» Materials provided

· · ·

//! Catalogue product: a stocked item filed under a
//! [`ProductCategory`](crate::product_category::ProductCategory).

use serde::{Deserialize, Serialize};

use crate::error::ValidationError;
use crate::id::{ProductCategoryId, ProductId};
use crate::lifecycle::Lifecycle;
use crate::record::{Draft, Record, UpdateRequest, checks};

#[derive(Debug, Clone, PartialEq, Serialize, Deserialize)]
#[serde(rename_all = "camelCase")]
pub struct CatalogueProduct {
    pub id: ProductId,
    pub name: String,
    pub code: String,
    pub category_id: ProductCategoryId,
    pub description: Option<String>,
    pub manufacturer_code: Option<String>,
    pub price: f64,
    #[serde(flatten)]
    pub lifecycle: Lifecycle,
}

#[derive(Debug, Clone, PartialEq, Serialize, Deserialize)]
#[serde(rename_all = "camelCase")]
pub struct UpdateProductRequest {
    pub name: String,
    pub code: String,
    #[serde(default)]
    pub description: Option<String>,
    #[serde(default)]
    pub manufacturer_code: Option<String>,
    #[serde(default)]
    pub price: f64,
}

impl UpdateProductRequest {
    #[must_use]
    pub fn new(name: impl Into<String>, code: impl Into<String>) -> Self {
        Self {
            name: name.into(),
            code: code.into(),
            description: None,
            manufacturer_code: None,
            price: 0.0,
        }
    }

    #[must_use]
    pub fn with_price(mut self, price: f64) -> Self {
        self.price = price;
        self
    }

    #[must_use]
    pub fn with_manufacturer_code(mut self, code: impl Into<String>) -> Self {
        self.manufacturer_code = Some(code.into());
        self
    }
}

impl UpdateRequest for UpdateProductRequest {
    fn code(&self) -> &str {
        &self.code
    }

    fn validate(&self) -> Result<(), ValidationError> {
        checks::length("name", &self.name, 1, 60)?;
        checks::length("code", &self.code, 1, 10)?;
        checks::optional_length("description", self.description.as_deref(), 300)?;
        checks::optional_length("manufacturerCode", self.manufacturer_code.as_deref(), 10)?;
        if !self.price.is_finite() || self.price < 0.0 {
            return Err(ValidationError::InvalidPrice);
        }
        Ok(())
    }
}

#[derive(Debug, Clone, PartialEq, Serialize, Deserialize)]
#[serde(rename_all = "camelCase")]
pub struct ProductListItem {
    pub id: ProductId,
    pub name: String,
    pub code: String,
    pub category_id: ProductCategoryId,
    pub price: f64,
    pub is_deleted: bool,
}

impl Record for CatalogueProduct {
    const KIND: &'static str = "CatalogueProduct";

    const PARENT_KIND: &'static str = "ProductCategory";

    type Id = ProductId;
    type Parent = ProductCategoryId;
    type Request = UpdateProductRequest;
    type ListItem = ProductListItem;
    type ChildCount = ();

    fn id(&self) -> ProductId {
        self.id
    }

    fn code(&self) -> &str {
        &self.code
    }

    fn parent(&self) -> ProductCategoryId {
        self.category_id
    }

    fn lifecycle(&self) -> &Lifecycle {
        &self.lifecycle
    }

    fn lifecycle_mut(&mut self) -> &mut Lifecycle {
        &mut self.lifecycle
    }

    fn from_draft(id: ProductId, draft: Draft<Self>) -> Self {
        let UpdateProductRequest {
            name,
            code,
            description,
            manufacturer_code,
            price,
        } = draft.request;
        Self {
            id,
            name,
            code,
            category_id: draft.parent,
            description,
            manufacturer_code,
            price,
            lifecycle: draft.lifecycle,
        }
    }

    fn apply(&mut self, request: UpdateProductRequest) {
        self.name = request.name;
        self.code = request.code;
        self.description = request.description;
        self.manufacturer_code = request.manufacturer_code;
        self.price = request.price;
    }

    fn into_list_item(self, (): ()) -> ProductListItem {
        ProductListItem {
            id: self.id,
            name: self.name,
            code: self.code,
            category_id: self.category_id,
            price: self.price,
            is_deleted: self.lifecycle.is_deleted,
        }
    }
}

#[cfg(test)]
mod tests {
    use super::*;

    #[test]
    fn should_accept_free_product() {
        assert!(UpdateProductRequest::new("Tent", "TENT-01").validate().is_ok());
    }

    #[test]
    fn should_reject_negative_price() {
        let result = UpdateProductRequest::new("Tent", "TENT-01")
            .with_price(-1.0)
            .validate();
        assert_eq!(result, Err(ValidationError::InvalidPrice));
    }

    #[test]
    fn should_reject_non_finite_price() {
        let result = UpdateProductRequest::new("Tent", "TENT-01")
            .with_price(f64::NAN)
            .validate();
        assert_eq!(result, Err(ValidationError::InvalidPrice));
    }

    #[test]
    fn should_reject_overlong_manufacturer_code() {
        let result = UpdateProductRequest::new("Tent", "TENT-01")
            .with_manufacturer_code("ABCDEFGHIJK")
            .validate();
        assert!(matches!(
            result,
            Err(ValidationError::Length {
                field: "manufacturerCode",
                ..
            })
        ));
    }
}
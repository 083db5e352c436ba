//! # hivekeepd: the hivekeep daemon
//!
//! Composition root that wires all adapters together and starts the server.
//!
//! ## Responsibilities
//! - Load configuration (`hivekeep.toml` plus `HIVEKEEP_*` env vars)
//! - Install the `tracing` subscriber
//! - Initialize the `SQLite` connection pool and run migrations
//! - Construct one store per record kind and inject them into the services
//! - Build the axum router, bind to a TCP port and serve
//! - Handle graceful shutdown (SIGTERM/SIGINT)
//!
//! ## Dependency rule
//! This is the **only** crate that depends on all other crates.
//! It is the wiring layer; no domain logic belongs here.

mod config;

use hivekeep_adapter_http_axum::state::AppState;
use hivekeep_adapter_storage_sqlite_sqlx::{
    Config as DatabaseConfig, SqliteHiveSectionStore, SqliteHiveStore,
    SqliteProductCategoryStore, SqliteProductStore,
};
use hivekeep_app::ports::StaticUser;
use hivekeep_domain::id::UserId;
use tracing_subscriber::EnvFilter;

use crate::config::Config;

#[tokio::main]
async fn main() -> Result<(), Box<dyn std::error::Error>> {
    let config = Config::load()?;

    tracing_subscriber::fmt()
        .with_env_filter(EnvFilter::try_new(&config.logging.filter)?)
        .init();

    // Database
    let db = DatabaseConfig {
        database_url: config.database_url().to_string(),
    }
    .build()
    .await?;
    let pool = db.pool().clone();

    // Stores
    let hives = SqliteHiveStore::new(pool.clone());
    let sections = SqliteHiveSectionStore::new(pool.clone());
    let categories = SqliteProductCategoryStore::new(pool.clone());
    let products = SqliteProductStore::new(pool);

    // HTTP
    let user = StaticUser(UserId::new(config.audit.user_id));
    let state = AppState::new(hives, sections, categories, products, user);
    let app = hivekeep_adapter_http_axum::router::build(state);

    let bind_addr = config.bind_addr();
    let listener = tokio::net::TcpListener::bind(&bind_addr).await?;
    tracing::info!(address = %bind_addr, user_id = config.audit.user_id, "hivekeepd listening");

    axum::serve(listener, app)
        .with_graceful_shutdown(shutdown_signal())
        .await?;

    tracing::info!("hivekeepd stopped");
    Ok(())
}

/// Resolve on Ctrl-C or, on unix, SIGTERM.
async fn shutdown_signal() {
    let ctrl_c = async {
        if let Err(err) = tokio::signal::ctrl_c().await {
            tracing::error!(error = %err, "unable to listen for ctrl-c");
            std::future::pending::<()>().await;
        }
    };

    #[cfg(unix)]
    let terminate = async {
        use tokio::signal::unix::{SignalKind, signal};

        match signal(SignalKind::terminate()) {
            Ok(mut stream) => {
                stream.recv().await;
            }
            Err(err) => {
                tracing::error!(error = %err, "unable to listen for SIGTERM");
                std::future::pending::<()>().await;
            }
        }
    };

    #[cfg(not(unix))]
    let terminate = std::future::pending::<()>();

    tokio::select! {
        () = ctrl_c => {},
        () = terminate => {},
    }
    tracing::info!("shutdown signal received");
}
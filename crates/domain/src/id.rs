//! Typed identifier newtypes backed by storage-assigned integers.

use std::fmt;
use std::str::FromStr;

use serde::{Deserialize, Serialize};

/// Error returned when a textual identifier is not a positive integer.
#[derive(Debug, Clone, PartialEq, Eq, thiserror::Error)]
#[error("identifier must be a positive integer, got {0:?}")]
pub struct ParseIdError(String);

macro_rules! define_id {
    ($(#[doc = $doc:expr])* $name:ident) => {
        $(#[doc = $doc])*
        #[derive(Debug, Clone, Copy, PartialEq, Eq, PartialOrd, Ord, Hash, Serialize, Deserialize)]
        #[serde(transparent)]
        pub struct $name(i64);

        impl $name {
            /// Wrap a raw row id.
            #[must_use]
            pub const fn new(value: i64) -> Self {
                Self(value)
            }

            /// Access the raw row id.
            #[must_use]
            pub const fn get(self) -> i64 {
                self.0
            }
        }

        impl From<i64> for $name {
            fn from(value: i64) -> Self {
                Self(value)
            }
        }

        impl fmt::Display for $name {
            fn fmt(&self, f: &mut fmt::Formatter<'_>) -> fmt::Result {
                self.0.fmt(f)
            }
        }

        impl FromStr for $name {
            type Err = ParseIdError;

            fn from_str(s: &str) -> Result<Self, Self::Err> {
                match s.parse::<i64>() {
                    Ok(value) if value >= 1 => Ok(Self(value)),
                    _ => Err(ParseIdError(s.to_string())),
                }
            }
        }
    };
}

define_id!(
    /// Unique identifier for a [`Hive`](crate::hive::Hive).
    HiveId
);

define_id!(
    /// Unique identifier for a [`HiveSection`](crate::hive_section::HiveSection).
    HiveSectionId
);

define_id!(
    /// Unique identifier for a [`ProductCategory`](crate::product_category::ProductCategory).
    ProductCategoryId
);

define_id!(
    /// Unique identifier for a [`CatalogueProduct`](crate::product::CatalogueProduct).
    ProductId
);

define_id!(
    /// Identifier of the user recorded in audit fields.
    UserId
);
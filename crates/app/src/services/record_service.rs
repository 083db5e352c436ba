//! Record service: use-cases shared by hives, sections, categories, and products.

use std::marker::PhantomData;

use chrono::Utc;

use hivekeep_domain::error::{ConflictError, HiveKeepError, NotFoundError};
use hivekeep_domain::hive::Hive;
use hivekeep_domain::hive_section::HiveSection;
use hivekeep_domain::lifecycle::{Lifecycle, Status};
use hivekeep_domain::product::CatalogueProduct;
use hivekeep_domain::product_category::ProductCategory;
use hivekeep_domain::record::{Draft, Page, Record, UpdateRequest};

use crate::ports::{ChildStore, RecordStore, UserContext};

/// Application service for one record kind.
///
/// Every write runs as a single read-check-write sequence against the store.
/// Code uniqueness is checked up front so callers get a clean
/// [`ConflictError::DuplicateCode`]; the store is expected to enforce the same
/// rule for writes that race past the check.
pub struct RecordService<R, S, U> {
    store: S,
    users: U,
    kind: PhantomData<fn() -> R>,
}

pub type HiveService<S, U> = RecordService<Hive, S, U>;
pub type HiveSectionService<S, U> = RecordService<HiveSection, S, U>;
pub type ProductCategoryService<S, U> = RecordService<ProductCategory, S, U>;
pub type ProductService<S, U> = RecordService<CatalogueProduct, S, U>;

impl<R, S, U> RecordService<R, S, U>
where
    R: Record,
    S: RecordStore<R>,
    U: UserContext,
{
    /// Create a new service backed by the given store and user context.
    pub fn new(store: S, users: U) -> Self {
        Self {
            store,
            users,
            kind: PhantomData,
        }
    }

    /// List records ordered by id, each with its child data.
    ///
    /// Child counts are fetched with one query per record.
    ///
    /// # Errors
    ///
    /// Returns a storage error propagated from the store.
    #[tracing::instrument(skip(self), fields(kind = R::KIND))]
    pub async fn list(&self, page: Page) -> Result<Vec<R::ListItem>, HiveKeepError> {
        let records = self.store.list(page).await?;
        self.list_items(records).await
    }

    /// Look up a record by id.
    ///
    /// # Errors
    ///
    /// Returns [`HiveKeepError::NotFound`] when no record with `id` exists,
    /// or a storage error from the store.
    #[tracing::instrument(skip(self), fields(kind = R::KIND))]
    pub async fn get(&self, id: R::Id) -> Result<R, HiveKeepError> {
        self.store
            .find_by_id(id)
            .await?
            .ok_or_else(|| NotFoundError::new(R::KIND, id).into())
    }

    /// Create a record under `parent`, stamped with the acting user.
    ///
    /// # Errors
    ///
    /// Returns [`HiveKeepError::Validation`] for invalid fields,
    /// [`HiveKeepError::Conflict`] when any record (deleted or not) already
    /// uses the code, [`HiveKeepError::NotFound`] when the parent is missing,
    /// or a storage error from the store.
    #[tracing::instrument(skip(self, request), fields(kind = R::KIND, code = request.code()))]
    pub async fn create(&self, parent: R::Parent, request: R::Request) -> Result<R, HiveKeepError> {
        request.validate()?;
        self.ensure_code_free(request.code(), None).await?;

        if !self.store.parent_exists(parent).await? {
            return Err(NotFoundError::new(R::PARENT_KIND, parent).into());
        }

        let draft = Draft {
            parent,
            request,
            lifecycle: Lifecycle::created(self.users.user_id(), Utc::now()),
        };
        let record = self.store.insert(draft).await?;

        tracing::info!(id = %record.id(), "record created");
        Ok(record)
    }

    /// Overwrite the request fields of record `id`.
    ///
    /// # Errors
    ///
    /// Returns [`HiveKeepError::Validation`] for invalid fields,
    /// [`HiveKeepError::Conflict`] when another record uses the code,
    /// [`HiveKeepError::NotFound`] when `id` is missing, or a storage error.
    #[tracing::instrument(skip(self, request), fields(kind = R::KIND, code = request.code()))]
    pub async fn update(&self, id: R::Id, request: R::Request) -> Result<R, HiveKeepError> {
        request.validate()?;
        self.ensure_code_free(request.code(), Some(id)).await?;

        let mut record = self.get(id).await?;
        record.apply(request);
        record
            .lifecycle_mut()
            .touch(self.users.user_id(), Utc::now());
        self.store.save(&record).await?;

        tracing::debug!("record updated");
        Ok(record)
    }

    /// Permanently remove a soft-deleted record.
    ///
    /// # Errors
    ///
    /// Returns [`HiveKeepError::NotFound`] when `id` is missing,
    /// [`HiveKeepError::Conflict`] when the record is still active, or a
    /// storage error from the store.
    #[tracing::instrument(skip(self), fields(kind = R::KIND))]
    pub async fn delete(&self, id: R::Id) -> Result<(), HiveKeepError> {
        let record = self.get(id).await?;
        if !record.lifecycle().is_removable() {
            return Err(ConflictError::NotSoftDeleted {
                entity: R::KIND,
                id: id.to_string(),
            }
            .into());
        }

        self.store.remove(id).await?;

        tracing::info!("record removed");
        Ok(())
    }

    /// Mark record `id` as deleted or restore it.
    ///
    /// Nothing is written when the record is already in the requested state.
    ///
    /// # Errors
    ///
    /// Returns [`HiveKeepError::NotFound`] when `id` is missing, or a storage
    /// error from the store.
    #[tracing::instrument(skip(self), fields(kind = R::KIND))]
    pub async fn set_status(&self, id: R::Id, deleted: bool) -> Result<(), HiveKeepError> {
        let mut record = self.get(id).await?;

        let changed = record.lifecycle_mut().transition(
            Status::from_deleted(deleted),
            self.users.user_id(),
            Utc::now(),
        );
        if changed {
            self.store.save(&record).await?;
            tracing::debug!(status = ?record.lifecycle().status(), "status changed");
        }

        Ok(())
    }

    async fn ensure_code_free(
        &self,
        code: &str,
        except: Option<R::Id>,
    ) -> Result<(), HiveKeepError> {
        if self.store.find_by_code(code, except).await?.is_some() {
            return Err(ConflictError::DuplicateCode {
                entity: R::KIND,
                code: code.to_string(),
            }
            .into());
        }
        Ok(())
    }

    async fn list_items(&self, records: Vec<R>) -> Result<Vec<R::ListItem>, HiveKeepError> {
        let mut items = Vec::with_capacity(records.len());
        for record in records {
            let children = self.store.count_children(record.id()).await?;
            items.push(record.into_list_item(children));
        }
        Ok(items)
    }
}

impl<R, S, U> RecordService<R, S, U>
where
    R: Record,
    S: ChildStore<R>,
    U: UserContext,
{
    /// List the records owned by `parent`, ordered by id.
    ///
    /// # Errors
    ///
    /// Returns [`HiveKeepError::NotFound`] when the parent is missing, or a
    /// storage error from the store.
    #[tracing::instrument(skip(self), fields(kind = R::KIND))]
    pub async fn list_by_parent(
        &self,
        parent: R::Parent,
        page: Page,
    ) -> Result<Vec<R::ListItem>, HiveKeepError> {
        if !self.store.parent_exists(parent).await? {
            return Err(NotFoundError::new(R::PARENT_KIND, parent).into());
        }
        let records = self.store.list_by_parent(parent, page).await?;
        self.list_items(records).await
    }
}
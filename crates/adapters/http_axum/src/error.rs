//! HTTP error response mapping.

use axum::Json;
use axum::extract::rejection::{JsonRejection, QueryRejection};
use axum::http::StatusCode;
use axum::response::{IntoResponse, Response};
use serde::Serialize;

use hivekeep_domain::error::{HiveKeepError, ValidationError};

/// JSON error body returned by API endpoints.
#[derive(Serialize)]
struct ErrorBody {
    error: String,
}

/// Maps [`HiveKeepError`] to an HTTP response with appropriate status code.
#[derive(Debug)]
pub struct ApiError(HiveKeepError);

impl From<HiveKeepError> for ApiError {
    fn from(err: HiveKeepError) -> Self {
        Self(err)
    }
}

impl From<ValidationError> for ApiError {
    fn from(err: ValidationError) -> Self {
        Self(err.into())
    }
}

impl From<JsonRejection> for ApiError {
    fn from(rejection: JsonRejection) -> Self {
        ValidationError::MalformedBody(rejection.body_text()).into()
    }
}

impl From<QueryRejection> for ApiError {
    fn from(rejection: QueryRejection) -> Self {
        ValidationError::MalformedBody(rejection.body_text()).into()
    }
}

impl IntoResponse for ApiError {
    fn into_response(self) -> Response {
        let (status, message) = match &self.0 {
            HiveKeepError::Validation(err) => (StatusCode::BAD_REQUEST, err.to_string()),
            HiveKeepError::NotFound(err) => (StatusCode::NOT_FOUND, err.to_string()),
            HiveKeepError::Conflict(err) => (StatusCode::CONFLICT, err.to_string()),
            HiveKeepError::Storage(err) => {
                tracing::error!(error = %err, "storage error");
                (
                    StatusCode::INTERNAL_SERVER_ERROR,
                    "internal server error".to_string(),
                )
            }
        };

        (status, Json(ErrorBody { error: message })).into_response()
    }
}

#[cfg(test)]
mod tests {
    use hivekeep_domain::error::{ConflictError, NotFoundError};

    use super::*;

    fn status_of(err: HiveKeepError) -> StatusCode {
        ApiError::from(err).into_response().status()
    }

    #[test]
    fn should_map_each_error_kind_to_its_status() {
        assert_eq!(
            status_of(ValidationError::InvalidPrice.into()),
            StatusCode::BAD_REQUEST
        );
        assert_eq!(
            status_of(NotFoundError::new("Hive", 4).into()),
            StatusCode::NOT_FOUND
        );
        assert_eq!(
            status_of(
                ConflictError::DuplicateCode {
                    entity: "Hive",
                    code: "NORTH".to_string(),
                }
                .into()
            ),
            StatusCode::CONFLICT
        );
        assert_eq!(
            status_of(HiveKeepError::Storage("disk full".into())),
            StatusCode::INTERNAL_SERVER_ERROR
        );
    }
}
//! Shared application state for axum handlers.

use std::sync::Arc;

use hivekeep_app::ports::{ChildStore, RecordStore, UserContext};
use hivekeep_app::services::{
    HiveSectionService, HiveService, ProductCategoryService, ProductService,
};
use hivekeep_domain::hive::Hive;
use hivekeep_domain::hive_section::HiveSection;
use hivekeep_domain::product::CatalogueProduct;
use hivekeep_domain::product_category::ProductCategory;

/// Application state shared across all axum handlers.
///
/// Generic over the four store types and the acting-user source to avoid
/// dynamic dispatch. `Clone` is implemented manually so the underlying types
/// themselves do not need to be `Clone`; only the `Arc` wrappers are cloned.
pub struct AppState<HS, SS, CS, PS, U> {
    pub hive_service: Arc<HiveService<HS, U>>,
    pub section_service: Arc<HiveSectionService<SS, U>>,
    pub category_service: Arc<ProductCategoryService<CS, U>>,
    pub product_service: Arc<ProductService<PS, U>>,
}

impl<HS, SS, CS, PS, U> Clone for AppState<HS, SS, CS, PS, U> {
    fn clone(&self) -> Self {
        Self {
            hive_service: Arc::clone(&self.hive_service),
            section_service: Arc::clone(&self.section_service),
            category_service: Arc::clone(&self.category_service),
            product_service: Arc::clone(&self.product_service),
        }
    }
}

impl<HS, SS, CS, PS, U> AppState<HS, SS, CS, PS, U>
where
    HS: RecordStore<Hive> + Send + Sync + 'static,
    SS: ChildStore<HiveSection> + Send + Sync + 'static,
    CS: RecordStore<ProductCategory> + Send + Sync + 'static,
    PS: ChildStore<CatalogueProduct> + Send + Sync + 'static,
    U: UserContext + Clone + Send + Sync + 'static,
{
    /// Build one service per record kind, all acting as `user`.
    pub fn new(hives: HS, sections: SS, categories: CS, products: PS, user: U) -> Self {
        Self {
            hive_service: Arc::new(HiveService::new(hives, user.clone())),
            section_service: Arc::new(HiveSectionService::new(sections, user.clone())),
            category_service: Arc::new(ProductCategoryService::new(categories, user.clone())),
            product_service: Arc::new(ProductService::new(products, user)),
        }
    }
}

· · ·

A single number is the whole answer: report how many lines in the data above include the word "CatalogueProduct".

8